What you should do
All that is needed is every line of the listing below that has "ApiError".

Data to process
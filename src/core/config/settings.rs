//! Typed view over the merged YAML configuration.

use std::env;

use serde::{Deserialize, Serialize};
use serde_json::Value;

use super::defaults::*;
use crate::core::errors::ApiError;

#[derive(Debug, Clone, Default, Serialize, Deserialize)]
#[serde(default)]
pub struct AppConfig {
    pub server: ServerConfig,
    pub llm: LlmConfig,
    pub retrieval: RetrievalConfig,
    pub answer: AnswerConfig,
    pub ingest: IngestConfig,
}

#[derive(Debug, Clone, Serialize, Deserialize)]
#[serde(default)]
pub struct ServerConfig {
    pub host: String,
    pub port: u16,
    pub cors_allowed_origins: Vec<String>,
}

impl Default for ServerConfig {
    fn default() -> Self {
        Self {
            host: DEFAULT_HOST.to_string(),
            port: DEFAULT_PORT,
            cors_allowed_origins: Vec::new(),
        }
    }
}

#[derive(Debug, Clone, Serialize, Deserialize)]
#[serde(default)]
pub struct LlmConfig {
    pub base_url: String,
    pub api_key: Option<String>,
    pub chat_model: String,
    pub analysis_model: String,
    pub embedding_model: String,
    pub temperature: f64,
}

impl Default for LlmConfig {
    fn default() -> Self {
        Self {
            base_url: DEFAULT_LLM_BASE_URL.to_string(),
            api_key: None,
            chat_model: DEFAULT_CHAT_MODEL.to_string(),
            analysis_model: DEFAULT_ANALYSIS_MODEL.to_string(),
            embedding_model: DEFAULT_EMBEDDING_MODEL.to_string(),
            temperature: DEFAULT_TEMPERATURE,
        }
    }
}

#[derive(Debug, Clone, Serialize, Deserialize)]
#[serde(default)]
pub struct RetrievalConfig {
    pub top_k: usize,
    pub relevance_threshold: f32,
    pub concept_boost: f32,
}

impl Default for RetrievalConfig {
    fn default() -> Self {
        Self {
            top_k: DEFAULT_TOP_K,
            relevance_threshold: RELEVANCE_THRESHOLD,
            concept_boost: CONCEPT_BOOST,
        }
    }
}

#[derive(Debug, Clone, Serialize, Deserialize)]
#[serde(default)]
pub struct AnswerConfig {
    pub system_prompt: String,
}

impl Default for AnswerConfig {
    fn default() -> Self {
        Self {
            system_prompt: DEFAULT_SYSTEM_PROMPT.to_string(),
        }
    }
}

#[derive(Debug, Clone, Serialize, Deserialize)]
#[serde(default)]
pub struct IngestConfig {
    pub chunk_size: usize,
    pub chunk_overlap: usize,
    pub batch_size: usize,
}

impl Default for IngestConfig {
    fn default() -> Self {
        Self {
            chunk_size: DEFAULT_CHUNK_SIZE,
            chunk_overlap: DEFAULT_CHUNK_OVERLAP,
            batch_size: DEFAULT_EMBED_BATCH_SIZE,
        }
    }
}

impl AppConfig {
    /// Deserializes an already merged and validated config tree.
    pub fn from_value(value: &Value) -> Result<Self, ApiError> {
        serde_json::from_value(value.clone())
            .map_err(|e| ApiError::Validation(format!("Invalid config: {}", e)))
    }

    /// Applies process environment overrides on top of the file config.
    pub fn with_env_overrides(self) -> Self {
        self.with_overrides(|key| env::var(key).ok())
    }

    fn with_overrides<F>(mut self, lookup: F) -> Self
    where
        F: Fn(&str) -> Option<String>,
    {
        let non_empty = |key: &str| lookup(key).filter(|v| !v.trim().is_empty());

        if let Some(port) = non_empty("PORT").and_then(|v| v.parse::<u16>().ok()) {
            self.server.port = port;
        }
        if let Some(key) = non_empty("OPENAI_API_KEY") {
            self.llm.api_key = Some(key);
        }
        if let Some(url) = non_empty("OPENAI_BASE_URL") {
            self.llm.base_url = url;
        }
        if let Some(model) = non_empty("OPENAI_MODEL") {
            self.llm.chat_model = model;
        }
        self
    }
}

Response to the exercise
use crate::core::errors::ApiError;
    pub fn from_value(value: &Value) -> Result<Self, ApiError> {
            .map_err(|e| ApiError::Validation(format!("Invalid config: {}", e)))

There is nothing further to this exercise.